WORK REQUIRED: From the first line of the records down to the one that holds "left as it was.", transcribe each line exactly and add nothing.

SUPPLIED RECORDS:
┌────────
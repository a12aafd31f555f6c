// Copyright (c) Microsoft Corporation.
// Licensed under the MIT License.

use thiserror::Error;

/// A frame could not be encoded or decoded.
#[derive(Debug, Error)]
#[non_exhaustive]
pub enum FrameError {
    /// The length fields at the front of the input are inconsistent. The input is left as it
    /// was, as there is no way to tell where the next frame would start.
    #[error("malformed frame header: {reason}")]
    Malformed {
        /// What is wrong with the header.
        reason: &'static str,
    },

    /// The frame announces more bytes than the decoder accepts. The input is left as it was.
    #[error("frame of {len} bytes exceeds the limit of {max} bytes")]
    FrameTooLarge {
        /// Length announced by the frame header.
        len: usize,

        /// Largest length the decoder accepts.
        max: usize,
    },

    /// The type name is empty, not terminated by NUL, contains NUL or is not valid UTF-8.
    ///
    /// When decoding, the offending frame has been removed from the input.
    #[error("invalid message type name")]
    TypeNameInvalid,

    /// The message cannot be represented as a frame.
    #[error("cannot encode frame: {reason}")]
    Encode {
        /// Why the frame cannot be encoded.
        reason: &'static str,
    },
}
// Copyright (c) Microsoft Corporation.
// Licensed under the MIT License.

//! Vectored reads into and writes out of a [`ByteStream`].

use std::io::{self, IoSlice, IoSliceMut, Read, Write};

use nm::{Event, Magnitude};
use smallvec::SmallVec;
use tracing::{Level, event};

use crate::constants::{MAX_READ_SLICES, MAX_WRITE_SLICES, PREFERRED_READ_SIZE, PREFERRED_WRITE_SIZE};
use crate::{ByteStream, Extent, Result};

impl ByteStream {
    /// Reads from `reader` into the end of the stream, using as few read calls as possible.
    ///
    /// Each read call targets the free space of the last extent plus newly allocated extents,
    /// up to [`MAX_READ_SLICES`] slices and roughly [`PREFERRED_READ_SIZE`] bytes. Read calls
    /// are repeated while `reader` fills every slice it is given, until `max` bytes have been
    /// read (unlimited if `None`). A call that returns fewer bytes than requested (end of
    /// stream, or no more data available right now) ends the operation. Newly allocated
    /// extents that received no bytes are released again.
    ///
    /// If `max` is at most one block and the last extent has enough free space, a single
    /// plain read call into that extent is issued instead.
    ///
    /// Returns the number of bytes read and appended to the stream.
    ///
    /// # Errors
    ///
    /// Returns the error of the first read call if it fails before any bytes were read, or
    /// [`Error::AllocationFailed`][crate::Error::AllocationFailed] if no extent could be
    /// allocated to read into. Once any bytes were read, failures end the operation and the
    /// bytes read so far are reported. Interrupted calls are retried.
    pub fn read_from<R>(&mut self, reader: &mut R, max: Option<usize>) -> Result<usize>
    where
        R: Read + ?Sized,
    {
        let block_size = self.allocator.block_size().get();

        if max == Some(0) {
            return Ok(0);
        }

        if let Some(max) = max.filter(|&max| max <= block_size)
            && let Some(tail) = self.extents.back_mut()
            && tail.space_available() >= max
        {
            let read = tail.read_from(reader, max)?;
            self.len += read;

            READ_SYSCALL_BYTES.with(|e| e.observe(read));
            READ_BATCH_SLICES.with(|e| e.observe(1));

            self.check_len();
            return Ok(read);
        }

        let max_slices = MAX_READ_SLICES.min(PREFERRED_READ_SIZE / block_size + 1);
        let mut budget = max.unwrap_or(usize::MAX);
        let mut total = 0;

        while budget > 0 {
            let ceiling = budget.min(PREFERRED_READ_SIZE);

            let tail_len = self
                .extents
                .back()
                .map_or(0, |tail| tail.space_available().min(ceiling));

            let mut requested = tail_len;
            let mut fresh: SmallVec<[Extent; MAX_READ_SLICES]> = SmallVec::new();

            while requested < ceiling && usize::from(tail_len > 0) + fresh.len() < max_slices {
                match Extent::allocate(&self.allocator) {
                    Ok(extent) => {
                        requested += extent.space_available().min(ceiling - requested);
                        fresh.push(extent);
                    }
                    Err(e) if total == 0 && tail_len == 0 && fresh.is_empty() => return Err(e),
                    Err(_) => break,
                }
            }

            if requested == 0 {
                break;
            }

            let result = {
                let mut bufs: SmallVec<[IoSliceMut<'_>; MAX_READ_SLICES]> = SmallVec::new();

                if tail_len > 0
                    && let Some(tail) = self.extents.back_mut()
                {
                    bufs.push(IoSliceMut::new(&mut tail.spare_capacity_mut()[..tail_len]));
                }

                let mut unassigned = requested - tail_len;

                for extent in &mut fresh {
                    let len = extent.space_available().min(unassigned);
                    unassigned -= len;

                    bufs.push(IoSliceMut::new(&mut extent.spare_capacity_mut()[..len]));
                }

                READ_BATCH_SLICES.with(|e| e.observe(bufs.len()));

                loop {
                    match reader.read_vectored(&mut bufs) {
                        Err(e) if e.kind() == io::ErrorKind::Interrupted => {}
                        result => break result,
                    }
                }
            };

            let read = match result {
                Ok(read) => read.min(requested),
                Err(e) if total == 0 => {
                    event!(Level::DEBUG, message = "stream read failed", error = %e);
                    return Err(e.into());
                }
                Err(e) => {
                    event!(Level::DEBUG, message = "stream read failed after partial progress", total, error = %e);
                    break;
                }
            };

            READ_SYSCALL_BYTES.with(|e| e.observe(read));

            // The tail received the first bytes, the fresh extents the rest in order. Fresh
            // extents that received nothing are dropped here, releasing their blocks.
            let mut undistributed = read;

            if let Some(tail) = self.extents.back_mut() {
                undistributed -= tail.fill(undistributed.min(tail_len));
            }

            for mut extent in fresh {
                if undistributed == 0 {
                    break;
                }

                undistributed -= extent.fill(undistributed);
                self.extents.push_back(extent);
            }

            self.len += read;
            total += read;
            budget -= read;

            self.check_len();

            if read < requested {
                event!(Level::TRACE, message = "short read ends stream read", requested, read, total);
                break;
            }
        }

        Ok(total)
    }

    /// Writes the stream to `writer`, consuming the bytes that were written.
    ///
    /// Each write call offers the extents at the front of the stream, up to
    /// [`MAX_WRITE_SLICES`] slices and roughly [`PREFERRED_WRITE_SIZE`] bytes. Write calls are
    /// repeated until the stream is empty or `writer` accepts fewer bytes than offered, which
    /// is taken as a sign that it cannot accept more right now.
    ///
    /// Returns the number of bytes written.
    ///
    /// # Errors
    ///
    /// Returns the error of the first write call if it fails before any bytes were written.
    /// Once any bytes were written, failures end the operation and the bytes written so far
    /// are reported. Interrupted calls are retried.
    pub fn write_to<W>(&mut self, writer: &mut W) -> Result<usize>
    where
        W: Write + ?Sized,
    {
        self.extents.retain(|extent| !extent.is_empty());

        let mut total = 0;

        while !self.is_empty() {
            let mut bufs: SmallVec<[IoSlice<'_>; MAX_WRITE_SLICES]> = SmallVec::new();
            let mut offered = 0;

            for extent in &self.extents {
                if bufs.len() == MAX_WRITE_SLICES || offered >= PREFERRED_WRITE_SIZE {
                    break;
                }

                bufs.push(IoSlice::new(extent.as_slice()));
                offered += extent.bytes_consumable();
            }

            WRITE_BATCH_SLICES.with(|e| e.observe(bufs.len()));

            let result = loop {
                match writer.write_vectored(&bufs) {
                    Err(e) if e.kind() == io::ErrorKind::Interrupted => {}
                    result => break result,
                }
            };

            drop(bufs);

            let written = match result {
                Ok(written) => written.min(offered),
                Err(e) if total == 0 => {
                    event!(Level::DEBUG, message = "stream write failed", error = %e);
                    return Err(e.into());
                }
                Err(e) => {
                    event!(Level::DEBUG, message = "stream write failed after partial progress", total, error = %e);
                    break;
                }
            };

            WRITE_SYSCALL_BYTES.with(|e| e.observe(written));

            self.consume(written);
            total += written;

            if written < offered {
                event!(Level::TRACE, message = "short write ends stream write", offered, written, total);
                break;
            }
        }

        Ok(total)
    }
}

const SYSCALL_BYTES_BUCKETS: &[Magnitude] = &[0, 64, 512, 4096, 16_384, 65_536, 262_144];

const BATCH_SLICES_BUCKETS: &[Magnitude] = &[0, 1, 2, 4, 8, 16, 32];

thread_local! {
    static READ_SYSCALL_BYTES: Event = Event::builder()
        .name("iobuf_read_syscall_bytes")
        .histogram(SYSCALL_BYTES_BUCKETS)
        .build();

    static READ_BATCH_SLICES: Event = Event::builder()
        .name("iobuf_read_batch_slices")
        .histogram(BATCH_SLICES_BUCKETS)
        .build();

    static WRITE_SYSCALL_BYTES: Event = Event::builder()
        .name("iobuf_write_syscall_bytes")
        .histogram(SYSCALL_BYTES_BUCKETS)
        .build();

    static WRITE_BATCH_SLICES: Event = Event::builder()
        .name("iobuf_write_batch_slices")
        .histogram(BATCH_SLICES_BUCKETS)
        .build();
}
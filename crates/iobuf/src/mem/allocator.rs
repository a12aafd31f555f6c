// Copyright (c) Microsoft Corporation.
// Licensed under the MIT License.

use std::fmt::Debug;
use std::num::NonZero;

/// Supplies fixed-size memory blocks to extents.
///
/// Every block handed out by [`allocate()`][Self::allocate] is returned via
/// [`deallocate()`][Self::deallocate] once the last extent referencing it is dropped. The
/// allocator may recycle returned blocks.
///
/// # Thread safety
///
/// Blocks may be released on a different thread from the one that allocated them, so
/// implementations must be thread-safe.
pub trait BlockAllocator: Debug + Send + Sync {
    /// The size of every block this allocator supplies.
    fn block_size(&self) -> NonZero<usize>;

    /// Supplies a block of exactly [`block_size()`][Self::block_size] bytes.
    ///
    /// Returns `None` if no block can be supplied. Callers treat this as a soft failure and
    /// stop the current operation after whatever progress was already made.
    fn allocate(&self) -> Option<Box<[u8]>>;

    /// Takes back a block previously supplied by [`allocate()`][Self::allocate].
    fn deallocate(&self, block: Box<[u8]>);
}
// Copyright (c) Microsoft Corporation.
// Licensed under the MIT License.

//! The process-wide default allocator. Runs as its own test binary, so the default is still
//! unused when the test starts.

use std::sync::Arc;

use iobuf::{ByteStream, Error, HeapAllocator, default_allocator, set_default_allocator};
use new_zealand::nz;

#[test]
fn installed_before_first_use() {
    set_default_allocator(Arc::new(HeapAllocator::new(nz!(64)))).unwrap();

    assert_eq!(default_allocator().block_size(), nz!(64));

    let mut stream = ByteStream::new();
    stream.copy_in(&[5; 100]);
    assert_eq!(stream.extents().len(), 2);
    assert!(stream.extents().all(|extent| extent.bytes_consumable() <= 64));

    let second = set_default_allocator(Arc::new(HeapAllocator::new(nz!(128))));
    assert!(matches!(second, Err(Error::DefaultAllocatorInUse)));
}
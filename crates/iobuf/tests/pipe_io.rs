// Copyright (c) Microsoft Corporation.
// Licensed under the MIT License.

#![cfg(unix)]

//! Vectored reads and writes against real descriptors.

use std::io::Write;
use std::os::unix::net::UnixStream;
use std::sync::Arc;

use iobuf::{ByteStream, HeapAllocator};
use new_zealand::nz;
use testing_aids::test_bytes;

fn nonblocking_pair() -> (UnixStream, UnixStream) {
    let (a, b) = UnixStream::pair().unwrap();
    a.set_nonblocking(true).unwrap();
    b.set_nonblocking(true).unwrap();
    (a, b)
}

#[test]
fn read_everything_available_then_would_block() {
    let (mut sender, mut receiver) = nonblocking_pair();
    let data = test_bytes(10_000);
    sender.write_all(&data).unwrap();

    let mut stream = ByteStream::with_allocator(Arc::new(HeapAllocator::new(nz!(1024))));

    let mut total = 0;
    while total < data.len() {
        total += stream.read_from(&mut receiver, None).unwrap();
    }

    assert_eq!(stream.len(), data.len());
    assert_eq!(stream.to_vec(), data);

    let error = stream.read_from(&mut receiver, None).unwrap_err();
    assert!(error.is_would_block());
    assert_eq!(stream.len(), data.len());
}

#[test]
fn bounded_reads_respect_the_limit() {
    let (mut sender, mut receiver) = nonblocking_pair();
    sender.write_all(b"0123456789").unwrap();

    let mut stream = ByteStream::with_allocator(Arc::new(HeapAllocator::new(nz!(4))));

    assert_eq!(stream.read_from(&mut receiver, Some(3)).unwrap(), 3);
    assert_eq!(stream.read_from(&mut receiver, Some(5)).unwrap(), 5);
    assert_eq!(stream.to_vec(), b"01234567");
}

#[test]
fn end_of_stream_reads_zero() {
    let (sender, mut receiver) = nonblocking_pair();
    drop(sender);

    let mut stream = ByteStream::new();

    assert_eq!(stream.read_from(&mut receiver, None).unwrap(), 0);
    assert!(stream.is_empty());
    assert_eq!(stream.extents().len(), 0);
}

#[test]
fn relay_through_two_descriptors() {
    let (mut source, mut relay_in) = nonblocking_pair();
    let (mut relay_out, mut sink) = nonblocking_pair();

    let data = test_bytes(3000);
    source.write_all(&data).unwrap();

    let mut stream = ByteStream::with_allocator(Arc::new(HeapAllocator::new(nz!(256))));
    let mut read = 0;
    while read < data.len() {
        read += stream.read_from(&mut relay_in, None).unwrap();
    }

    assert_eq!(stream.write_to(&mut relay_out).unwrap(), data.len());
    assert!(stream.is_empty());

    let mut received = ByteStream::new();
    let mut total = 0;
    while total < data.len() {
        total += received.read_from(&mut sink, None).unwrap();
    }

    assert_eq!(received.to_vec(), data);
}

#[test]
fn write_to_full_socket_stops_short() {
    let (mut writer_side, _reader_side) = nonblocking_pair();

    let mut stream = ByteStream::with_allocator(Arc::new(HeapAllocator::new(nz!(4096))));
    stream.zero_fill(8 * 1024 * 1024);

    // Nobody reads, so the socket buffer fills up long before 8 MiB are written.
    let mut written = 0;
    loop {
        match stream.write_to(&mut writer_side) {
            Ok(n) => written += n,
            Err(e) if e.is_would_block() => break,
            Err(e) => panic!("unexpected error: {e}"),
        }
    }

    assert!(written > 0);
    assert!(written < 8 * 1024 * 1024);
    assert_eq!(stream.len(), 8 * 1024 * 1024 - written);
}
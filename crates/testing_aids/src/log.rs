// Copyright (c) Microsoft Corporation.
// Licensed under the MIT License.

use std::io::Write;
use std::sync::{Arc, Mutex};

use tracing::subscriber::DefaultGuard;
use tracing_subscriber::fmt::MakeWriter;
use tracing_subscriber::layer::SubscriberExt;

/// Log capture buffer for testing.
///
/// Uses `tracing_subscriber::fmt::MakeWriter` to capture formatted log output (all levels)
/// into a shared buffer that can be inspected in tests.
///
/// ```
/// let capture = testing_aids::LogCapture::new();
/// let _guard = capture.capture_thread();
///
/// tracing::warn!(block_size = 4096, "block allocation failed");
///
/// capture.assert_contains("block allocation failed");
/// capture.assert_contains("block_size=4096");
/// ```
#[derive(Debug, Clone, Default)]
pub struct LogCapture {
    buffer: Arc<Mutex<Vec<u8>>>,
}

impl LogCapture {
    /// Creates an empty capture buffer.
    #[must_use]
    pub fn new() -> Self {
        Self::default()
    }

    /// Returns the captured log output as a string.
    ///
    /// # Panics
    ///
    /// Panics if another thread panicked while writing to the buffer.
    #[must_use]
    pub fn output(&self) -> String {
        String::from_utf8_lossy(&self.buffer.lock().unwrap()).to_string()
    }

    /// Asserts that the captured log output contains the given string.
    ///
    /// # Panics
    ///
    /// Panics if the captured log output does not contain the expected string.
    pub fn assert_contains(&self, expected: &str) {
        let output = self.output();
        assert!(
            output.contains(expected),
            "log output does not contain '{expected}', got:\n{output}"
        );
    }

    /// Asserts that the captured log output does not contain the given string.
    ///
    /// # Panics
    ///
    /// Panics if the captured log output contains the unexpected string.
    pub fn assert_not_contains(&self, unexpected: &str) {
        let output = self.output();
        assert!(
            !output.contains(unexpected),
            "log output unexpectedly contains '{unexpected}', got:\n{output}"
        );
    }

    fn subscriber(&self) -> impl tracing::Subscriber {
        tracing_subscriber::registry().with(tracing_subscriber::fmt::layer().with_writer(self.clone()).with_ansi(false))
    }

    /// Captures all log output of the current thread until the returned guard is dropped.
    #[must_use]
    pub fn capture_thread(&self) -> DefaultGuard {
        tracing::subscriber::set_default(self.subscriber())
    }
}

impl<'a> MakeWriter<'a> for LogCapture {
    type Writer = LogCaptureWriter;

    fn make_writer(&'a self) -> Self::Writer {
        LogCaptureWriter {
            buffer: Arc::clone(&self.buffer),
        }
    }
}

/// Writer that appends to a shared buffer.
#[derive(Debug)]
pub struct LogCaptureWriter {
    buffer: Arc<Mutex<Vec<u8>>>,
}

impl Write for LogCaptureWriter {
    fn write(&mut self, buf: &[u8]) -> std::io::Result<usize> {
        self.buffer.lock().unwrap().extend_from_slice(buf);
        Ok(buf.len())
    }

    fn flush(&mut self) -> std::io::Result<()> {
        Ok(())
    }
}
└────────
WRITTEN SOLUTION:
repository a12aafd31f555f6c
// Copyright (c) Microsoft Corporation.
// Licensed under the MIT License.

use thiserror::Error;

/// A frame could not be encoded or decoded.
#[derive(Debug, Error)]
#[non_exhaustive]
pub enum FrameError {
    /// The length fields at the front of the input are inconsistent. The input is left as it
    /// was, as there is no way to tell where the next frame would start.
    #[error("malformed frame header: {reason}")]
    Malformed {
        /// What is wrong with the header.
        reason: &'static str,
    },

    /// The frame announces more bytes than the decoder accepts. The input is left as it was.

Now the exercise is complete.